Early and high medieval institutions were not coherent structures of political organisation, nor were they as strictly formalised as the modern Western view of standardised legal institutions would demand. In this respect, the Roman-Germanic Empire provides a very instructive case study, since its empirical and unstable political order was shaped by the interaction of different key-factors (aristocratic consensus and sacred kingship; personal bonds and some state structures; fully legitimated political actors and informal powers growing from the bottom). The course aims to show the different political function performed by each of these key-factors from the Carolingian to the early Staufen period (8th-12th centuries).
Teaching methods
- Lectures;
- reading sessions;
- oral presentations on topics selected by the students;
- written essays on topics selected by the students.
Reccomended or required readings
* Required readings for students attending the course:
1) Notes from the lectures;
2) Renato Bordone - Giuseppe Sergi, Dieci secoli di medioevo, Torino 2009, pp. 5-197;
3) G. Melville, Fu 'istituzionale' il Medioevo? Osservazioni storiche e riflessioni metodologiche, in Pensiero e sperimentazioni istituzionali nella Societas Christiana (1046-1250) (Atti della sedicesima settimana internazionale di studio, Mendola, 26-31 agosto 2004) a cura di G. Andenna, Milano 2007, pp. 37-68.
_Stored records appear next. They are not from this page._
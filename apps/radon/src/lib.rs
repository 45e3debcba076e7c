//! # Radon Library
//!
//! The binary's modules, exposed so integration tests can build the
//! router and drive commands without spawning a process.

pub mod api;
pub mod cli;
pub mod config;
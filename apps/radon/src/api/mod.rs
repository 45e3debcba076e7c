//! # Radon HTTP API Module
//!
//! JSON API over the campaign registry, standing in for the browser views.
//!
//! ## Endpoints
//!
//! - `GET /health` - Health check
//! - `GET /board?search=` - Campaigns grouped by board column
//! - `GET /campaigns` - All campaigns
//! - `GET /campaigns/{id}` - One campaign
//! - `POST /campaigns` - Wizard step 1, creates a planned campaign
//! - `POST /campaigns/{id}/phase1` - Wizard step 2, Phase 1 placement
//! - `POST /campaigns/{id}/phase2` - Wizard step 3, Phase 2 replacement
//! - `POST /campaigns/{id}/withdraw` - Dosimeters sent to the lab
//! - `POST /campaigns/{id}/results` - Lab readings, completes the campaign
//! - `GET /inventory` - Stock and demand figures
//! - `GET /stock` - Stock ledger, most recent first
//! - `POST /stock` - Record a delivery
//!
//! Validation failures answer 422 with one entry per offending field,
//! unknown campaigns 404, steps out of order 409.
//!
//! ## Configuration (Environment Variables)
//!
//! - `RADON_CORS_ORIGINS`: Comma-separated list of allowed origins, or "*" for all (default: localhost only)

mod handlers;
mod types;

// Re-export handlers and types for integration tests (via `radon::api::*`)
#[allow(unused_imports)]
pub use handlers::{
    add_stock_handler, board_handler, create_campaign_handler, get_campaign_handler,
    health_handler, inventory_handler, list_campaigns_handler, phase1_handler, phase2_handler,
    results_handler, stock_handler, withdraw_handler,
};
#[allow(unused_imports)]
pub use types::{
    ApiError, BoardQuery, CreatedResponse, ErrorResponse, FieldIssue, HealthResponse,
    Phase1Request, Phase2Request, PlacementInput, ReadingRow, ReadingValue, ReplacementInput,
    ResultsRequest, StockRequest, StockResponse,
};

use axum::{
    Router,
    http::{HeaderValue, Method, header},
    routing::{get, post},
};
use chrono::{Local, NaiveDate, NaiveDateTime};
use radon_core::{CampaignRegistry, RadonError, StoreEvent};
use std::sync::Arc;
use tokio::sync::RwLock;
use tower::ServiceBuilder;
use tower_http::cors::CorsLayer;
use tower_http::trace::TraceLayer;

/// Request bodies carry base64 photos: 3 per dosimeter, many dosimeters.
const MAX_BODY_BYTES: usize = 64 * 1024 * 1024;

// =============================================================================
// SERVER STATE
// =============================================================================

/// Where handlers get "now" from.
#[derive(Debug, Clone, Copy, PartialEq, Eq)]
pub enum Clock {
    /// Local wall clock.
    System,
    /// Frozen instant, for tests and demos.
    Fixed(NaiveDateTime),
}

impl Clock {
    #[must_use]
    pub fn now(&self) -> NaiveDateTime {
        match self {
            Clock::System => Local::now().naive_local(),
            Clock::Fixed(at) => *at,
        }
    }

    #[must_use]
    pub fn today(&self) -> NaiveDate {
        self.now().date()
    }
}

/// Shared server state containing the campaign registry.
#[derive(Clone)]
pub struct AppState {
    pub registry: Arc<RwLock<CampaignRegistry>>,
    /// Acting user for ledger entries that name none.
    pub operator: String,
    pub clock: Clock,
}

impl AppState {
    /// Create new app state around a registry.
    #[must_use]
    pub fn new(registry: CampaignRegistry, operator: impl Into<String>) -> Self {
        Self {
            registry: Arc::new(RwLock::new(registry)),
            operator: operator.into(),
            clock: Clock::System,
        }
    }

    #[must_use]
    pub fn with_clock(mut self, clock: Clock) -> Self {
        self.clock = clock;
        self
    }
}

// =============================================================================
// CORS CONFIGURATION
// =============================================================================

/// Build CORS layer from `RADON_CORS_ORIGINS`.
///
/// - "*": any origin
/// - unset: localhost only
/// - otherwise: comma-separated origins
fn build_cors_layer() -> CorsLayer {
    let origins_env = std::env::var("RADON_CORS_ORIGINS").ok();

    match origins_env.as_deref() {
        Some("*") => {
            tracing::warn!("CORS: Allowing ALL origins (RADON_CORS_ORIGINS=*)");
            CorsLayer::permissive()
        }
        Some(origins) => {
            let allowed_origins: Vec<HeaderValue> = origins
                .split(',')
                .filter_map(|s| {
                    let trimmed = s.trim();
                    match trimmed.parse::<HeaderValue>() {
                        Ok(hv) => {
                            tracing::info!("CORS: Allowing origin: {}", trimmed);
                            Some(hv)
                        }
                        Err(e) => {
                            tracing::warn!("CORS: Invalid origin '{}': {}", trimmed, e);
                            None
                        }
                    }
                })
                .collect();

            if allowed_origins.is_empty() {
                tracing::warn!(
                    "CORS: No valid origins in RADON_CORS_ORIGINS, defaulting to localhost only"
                );
                build_localhost_cors()
            } else {
                CorsLayer::new()
                    .allow_origin(allowed_origins)
                    .allow_methods([Method::GET, Method::POST, Method::OPTIONS])
                    .allow_headers([header::CONTENT_TYPE])
            }
        }
        None => build_localhost_cors(),
    }
}

/// CORS layer that only allows the usual local dev-server origins.
fn build_localhost_cors() -> CorsLayer {
    let origins: Vec<HeaderValue> = [
        "http://localhost:3000",
        "http://localhost:5173",
        "http://localhost:8080",
        "http://127.0.0.1:3000",
        "http://127.0.0.1:5173",
        "http://127.0.0.1:8080",
    ]
    .into_iter()
    .filter_map(|o| o.parse::<HeaderValue>().ok())
    .collect();

    CorsLayer::new()
        .allow_origin(origins)
        .allow_methods([Method::GET, Method::POST, Method::OPTIONS])
        .allow_headers([header::CONTENT_TYPE])
}

// =============================================================================
// ROUTER CREATION
// =============================================================================

/// Create the axum router with all endpoints and middleware.
///
/// Middleware stack (outer to inner): tracing, CORS, body limit.
pub fn create_router(state: AppState) -> Router {
    let middleware = ServiceBuilder::new()
        .layer(TraceLayer::new_for_http())
        .layer(build_cors_layer())
        .layer(axum::extract::DefaultBodyLimit::max(MAX_BODY_BYTES));

    Router::new()
        .route("/health", get(handlers::health_handler))
        .route("/board", get(handlers::board_handler))
        .route(
            "/campaigns",
            get(handlers::list_campaigns_handler).post(handlers::create_campaign_handler),
        )
        .route("/campaigns/{id}", get(handlers::get_campaign_handler))
        .route("/campaigns/{id}/phase1", post(handlers::phase1_handler))
        .route("/campaigns/{id}/phase2", post(handlers::phase2_handler))
        .route("/campaigns/{id}/withdraw", post(handlers::withdraw_handler))
        .route("/campaigns/{id}/results", post(handlers::results_handler))
        .route("/inventory", get(handlers::inventory_handler))
        .route(
            "/stock",
            get(handlers::stock_handler).post(handlers::add_stock_handler),
        )
        .layer(middleware)
        .with_state(state)
}

// =============================================================================
// SERVER STARTUP
// =============================================================================

/// Log store events as they happen.
fn log_store_event(event: &StoreEvent) {
    match event {
        StoreEvent::PhaseTwoCompleted {
            campaign_id,
            campaign_name,
            dosimeter_count,
        } => tracing::info!(
            campaign = %campaign_id,
            dosimeter_count,
            "Fase 2 completata: {}",
            campaign_name
        ),
        StoreEvent::StockChanged { total } => tracing::info!(total, "stock updated"),
        StoreEvent::CampaignsSaved { count } => tracing::debug!(count, "campaigns saved"),
    }
}

/// Start the HTTP server.
pub async fn run_server(
    addr: &str,
    mut registry: CampaignRegistry,
    operator: String,
) -> Result<(), RadonError> {
    registry.subscribe(Box::new(log_store_event));
    let state = AppState::new(registry, operator);
    let router = create_router(state);

    let listener = tokio::net::TcpListener::bind(addr)
        .await
        .map_err(|e| RadonError::IoError(format!("Bind failed: {}", e)))?;

    tracing::info!("Radon HTTP server listening on {}", addr);

    axum::serve(listener, router)
        .with_graceful_shutdown(shutdown_signal())
        .await
        .map_err(|e| RadonError::IoError(format!("Server error: {}", e)))
}

async fn shutdown_signal() {
    if let Err(e) = tokio::signal::ctrl_c().await {
        tracing::warn!("Cannot listen for Ctrl+C: {}", e);
        std::future::pending::<()>().await;
    }
    tracing::info!("Shutting down");
}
* Required readings for students not attending the course:
1) Renato Bordone - Giuseppe Sergi, Dieci secoli di medioevo, Torino 2009, pp. 5-197;
2) Stefan Weinfurter, Carlo Magno. Il barbaro santo, trad. it. Bologna 2015;
3) Hagen Keller, Gli Ottoni. Una dinastia imperiale fra Europa e Italia (secc. X e XI), trad. it. Roma 2012.
Assessment methods
- Oral exam on the contents of the course;
- an oral presentation on a single topic selected by the student;
- a written essay on a single topic selected by the student.
Further information
Apart from the course, an interdisciplinary seminar will be held on the following topic: "Prophecy and Escathology: Waiting for the End of Time in the Middle Ages and in the European Culture". The seminar aims to analyse the text of the "Sibilla Tiburtina", one of the most important sources of the prophetic Western tradition, paying attention to the late antique core of this text and its several interpolations during the middle ages. In a broader sense, the seminar focuses on the issue of the end of time within the European culture and its religious, political and anthropological implications.